Pays Basque : Jokin GorostidiJokin Gorostidi s'est éteint le 25 avril dernier. Son nom ne dira rien à la plupart de nos lecteurs. Et, pourtant : il est l'un des trente-quatre militants qui, en décembre 1970, étaient sur le banc des accusés du retentissant procès de Burgos, au cours duquel Franco exigea sa tête et celle de ses compagnons d'ETA, accusés de " banditisme ". l'ampleur de la mobilisation internationale obligera finalement le bourreau Franco à gracier les condamnés à mort. Jokin était de ceux-là. Hommage au militant.Ainsi, en décembre1970, le Tribunal militaire de l'État espagnol jugeait trente-quatre hommes et femmes, accusés d'appartenance à " bande terroriste " (ETA), dont dix-huit par contumace. Seize d'entre eux étaient poursuivis pour " dépôt et transports d'armes et d'explosifs " et pour " meurtre ", en particulier celui du policier tortionnaire Meliton Manazas, de sinistre mémoire.

Outre Jokin Gorostidi, qui était mécanicien de profession, il y avait aussi Xavier Izko de la Iglesia, typographe, Xavier Larena et Eladio Uriarte, étudiants, Joxe Luis Dorronsoro, Mario Onaindia, employés. La moyenne d'âge : 25 ans.
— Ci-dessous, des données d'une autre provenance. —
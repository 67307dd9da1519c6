//! Profile data model
//!
//! Stored data is decoded leniently. A known field holding something other
//! than a string is kept in `extra` instead of failing the read, and a
//! collection with an odd `activeProfile` or `profiles` value reads as empty
//! in that part.

use serde::ser::SerializeMap;
use serde::{Deserialize, Deserializer, Serialize, Serializer};
use serde_json::{Map, Value};
use tracing::warn;

use crate::config::{ConfigError, ConfigResult};

const ENDPOINT: &str = "endpoint";
const CONTEXT: &str = "context";
const CLIENT_ID: &str = "clientId";
const CLIENT_SECRET: &str = "clientSecret";
const USERNAME: &str = "username";
const TOKEN_FILE: &str = "tokenFile";

/// One named connection definition.
///
/// Every field is optional. Keys this type does not know about, and known
/// keys whose value is not a string, are kept in `extra` and written back
/// untouched.
#[derive(Debug, Clone, Default, PartialEq)]
pub struct Profile {
    /// Target service URL
    pub endpoint: Option<String>,

    /// Named execution context on the service
    pub context: Option<String>,

    /// OAuth client id; selects code-grant authentication
    pub client_id: Option<String>,

    /// OAuth client secret, may be empty for public clients
    pub client_secret: Option<String>,

    /// User name for password authentication
    pub username: Option<String>,

    /// Path to a file holding an access token
    pub token_file: Option<String>,

    /// Unrecognized keys, preserved as stored
    pub extra: Map<String, Value>,
}

/// Take `key` out of `fields` only if it holds a string
fn take_string(fields: &mut Map<String, Value>, key: &str) -> Option<String> {
    if !fields.get(key).is_some_and(Value::is_string) {
        return None;
    }
    match fields.shift_remove(key) {
        Some(Value::String(s)) => Some(s),
        _ => None,
    }
}

impl From<Map<String, Value>> for Profile {
    fn from(mut fields: Map<String, Value>) -> Self {
        Self {
            endpoint: take_string(&mut fields, ENDPOINT),
            context: take_string(&mut fields, CONTEXT),
            client_id: take_string(&mut fields, CLIENT_ID),
            client_secret: take_string(&mut fields, CLIENT_SECRET),
            username: take_string(&mut fields, USERNAME),
            token_file: take_string(&mut fields, TOKEN_FILE),
            extra: fields,
        }
    }
}

impl Serialize for Profile {
    fn serialize<S: Serializer>(&self, serializer: S) -> Result<S::Ok, S::Error> {
        let known: Vec<(&str, &str)> = [
            (ENDPOINT, &self.endpoint),
            (CONTEXT, &self.context),
            (CLIENT_ID, &self.client_id),
            (CLIENT_SECRET, &self.client_secret),
            (USERNAME, &self.username),
            (TOKEN_FILE, &self.token_file),
        ]
        .into_iter()
        .filter_map(|(key, value)| value.as_deref().map(|value| (key, value)))
        .collect();

        // A set field wins over a stale non-string value kept under its key.
        let extra = self
            .extra
            .iter()
            .filter(|(key, _)| !known.iter().any(|(name, _)| *name == key.as_str()));

        let mut map = serializer.serialize_map(None)?;
        for (key, value) in &known {
            map.serialize_entry(key, value)?;
        }
        for (key, value) in extra {
            map.serialize_entry(key, value)?;
        }
        map.end()
    }
}

impl<'de> Deserialize<'de> for Profile {
    fn deserialize<D: Deserializer<'de>>(deserializer: D) -> Result<Self, D::Error> {
        Map::<String, Value>::deserialize(deserializer).map(Self::from)
    }
}

impl Profile {
    /// Create a profile with no fields set
    #[must_use]
    pub fn new() -> Self {
        Self::default()
    }

    /// Set the service URL
    #[must_use]
    pub fn with_endpoint(mut self, endpoint: impl Into<String>) -> Self {
        self.endpoint = Some(endpoint.into());
        self
    }

    /// Set the execution context
    #[must_use]
    pub fn with_context(mut self, context: impl Into<String>) -> Self {
        self.context = Some(context.into());
        self
    }

    /// Set the OAuth client id and secret
    #[must_use]
    pub fn with_client(
        mut self,
        client_id: impl Into<String>,
        client_secret: impl Into<String>,
    ) -> Self {
        self.client_id = Some(client_id.into());
        self.client_secret = Some(client_secret.into());
        self
    }

    /// Set the password sign-in user name
    #[must_use]
    pub fn with_username(mut self, username: impl Into<String>) -> Self {
        self.username = Some(username.into());
        self
    }

    /// Set the access token file path
    #[must_use]
    pub fn with_token_file(mut self, token_file: impl Into<String>) -> Self {
        self.token_file = Some(token_file.into());
        self
    }
}

/// A profile name paired with the profile found for it, if any
#[derive(Debug, Clone, PartialEq, Serialize, Deserialize)]
pub struct ProfileDetail {
    pub name: String,
    pub profile: Option<Profile>,
}

impl ProfileDetail {
    #[must_use]
    pub fn new(name: impl Into<String>, profile: Option<Profile>) -> Self {
        Self {
            name: name.into(),
            profile,
        }
    }
}

/// The persisted root object: every profile plus the active-profile pointer.
///
/// Entries are held as raw JSON in storage order so that listing, counting
/// and deleting never depend on an entry being well formed.
#[derive(Debug, Clone, Default, PartialEq, Serialize, Deserialize)]
#[serde(rename_all = "camelCase")]
pub struct ProfileCollection {
    /// Name of the selected profile, empty when none is selected
    #[serde(default, deserialize_with = "string_or_empty")]
    pub active_profile: String,

    /// Profile name -> profile record
    #[serde(default, deserialize_with = "object_or_empty")]
    pub profiles: Map<String, Value>,

    /// Other top-level keys, preserved as stored
    #[serde(flatten)]
    pub extra: Map<String, Value>,
}

fn string_or_empty<'de, D: Deserializer<'de>>(deserializer: D) -> Result<String, D::Error> {
    Ok(match Value::deserialize(deserializer)? {
        Value::String(name) => name,
        Value::Null => String::new(),
        other => {
            warn!(found = %other, "activeProfile is not a string, reading as unset");
            String::new()
        }
    })
}

fn object_or_empty<'de, D: Deserializer<'de>>(
    deserializer: D,
) -> Result<Map<String, Value>, D::Error> {
    Ok(match Value::deserialize(deserializer)? {
        Value::Object(profiles) => profiles,
        Value::Null => Map::new(),
        other => {
            warn!(found = %other, "profiles is not an object, reading as empty");
            Map::new()
        }
    })
}

impl ProfileCollection {
    /// Decode a collection from a settings value.
    ///
    /// A missing value, or one that is not an object, is an empty
    /// collection. Nothing is written back until the collection is saved.
    ///
    /// # Errors
    /// Returns an error if the object cannot be decoded
    pub fn from_value(value: Option<Value>) -> ConfigResult<Self> {
        match value {
            None | Some(Value::Null) => Ok(Self::default()),
            Some(value @ Value::Object(_)) => serde_json::from_value(value)
                .map_err(|e| ConfigError::InvalidCollection(e.to_string())),
            Some(other) => {
                warn!(found = %other, "profile collection is not an object, reading as empty");
                Ok(Self::default())
            }
        }
    }

    /// Encode the collection as a settings value
    ///
    /// # Errors
    /// Returns an error if serialization fails
    pub fn to_value(&self) -> ConfigResult<Value> {
        serde_json::to_value(self).map_err(|e| ConfigError::Internal(e.to_string()))
    }

    #[must_use]
    pub fn len(&self) -> usize {
        self.profiles.len()
    }

    #[must_use]
    pub fn is_empty(&self) -> bool {
        self.profiles.is_empty()
    }

    /// Profile names in storage order
    #[must_use]
    pub fn names(&self) -> Vec<String> {
        self.profiles.keys().cloned().collect()
    }

    #[must_use]
    pub fn contains(&self, name: &str) -> bool {
        self.profiles.contains_key(name)
    }

    /// Decode the profile stored under `name`
    ///
    /// # Errors
    /// Returns an error if the stored entry is not a profile object
    pub fn get(&self, name: &str) -> ConfigResult<Option<Profile>> {
        self.profiles
            .get(name)
            .map(|value| {
                serde_json::from_value(value.clone()).map_err(|e| {
                    ConfigError::InvalidCollection(format!("profile '{name}': {e}"))
                })
            })
            .transpose()
    }

    /// Store `profile` under `name`, replacing any previous entry wholesale.
    /// Returns `true` if an entry was replaced.
    ///
    /// # Errors
    /// Returns an error if the profile cannot be serialized
    pub fn insert(&mut self, name: &str, profile: &Profile) -> ConfigResult<bool> {
        let value =
            serde_json::to_value(profile).map_err(|e| ConfigError::Internal(e.to_string()))?;
        Ok(self.profiles.insert(name.to_string(), value).is_some())
    }

    /// Remove the entry for `name`. Returns `true` if one existed.
    pub fn remove(&mut self, name: &str) -> bool {
        self.profiles.shift_remove(name).is_some()
    }
}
Tous ceux-là furent condamnés, deux fois chacun, à la peine de mort.

Sept siècles de prison

La totalité des peines requises, et obtenues, dépassait les sept siècles de prison !

Ainsi en fut-il pour les dix autres " accusés ", qui furent condamnés lourdement : les deux prêtres Jon Etxabe et Julen Kalzada, Enrike Gezalaga, Jesus Abrisketa, Victor Arana, Jone Dorronsoro, l'épouse de Izko, Gregorio López Irasuegi, Anton Karrera et la compagne de Jokin Gorostidi, Itziar Aizpurua (quinze ans de prison pour rébellion). Il y avait une absente au procès : Arantxa Arruti, morte en prison.

Aux cris de " Sauvons Izko et ses camarades ", l'opinion ouvrière et démocratique se souleva dans le monde entier : de puissantes manifestations eurent lieu dans la plupart des villes et capitales. Sous la pression mondiale, Franco dut reculer et les condamnés furent graciés. l'année 70 aura également été marquée par l'immolation par le feu, devant Franco, de Joseba Elosegi, en forme de protestation contre l'oppression du peuple basque. Les militants qui, comme nous, se mobilisèrent, pour sauver la vie de ces militants, se souviennent des procès de Burgos, de Izko, de Jokin et de leurs compagnons.

Fondateur de Herri Batasuna

Après la mort de Franco, en 1975, une amnistie générale est prononcée en 1977. C'est l'exil en Belgique puis le retour triomphal de la " Marche de la liberté " conduite au travers les sept provinces basques par le vieux dirigeant Telesforo de Monzon. Jokin est alors l'un des co-fondateurs de la coalition Herri Batasuna (HB, Pays Basque et Liberté). Il est désigné, fin 1979, comme l'un des candidats de HB aux élections autonomiques de Gipuzkoa.

Élu député, Jokin sera de ceux qui, en février 1981, reçoivent le roi Juan Carlos à la Casa de Juntas de Gernika en chantant " Eusko Gudariak ", le chant du combattant basque. Lui et ses camarades députés furent, cela va de soi si l'on peut dire, poursuivis pour outrage à sa majesté et condamnés.

Au début de l'an 2000, le juge Garzon l'inculpe pour son travail au sein de l'association Xaki.Association de soutien aux militants basques réfugiés hors de l'État espagnol. Il risque 15 ans de prison. En 2003, accusé de médiation dans le recouvrement de l'impôt révolutionnaire, il est arrêté puis relâché contre paiement d'une caution de 18 000 euros. Alors qu'il devait reparaître de nouveau devant un tribunal, Jokin a été victime d'un infarctus. Quarante années de lutte incessante pour le droit du peuple basque à décider de son sort, une fidélité sans faille à son engagement de jeunesse expliquent pourquoi, par delà nos différends politiques, nous saluons le militant, le combattant.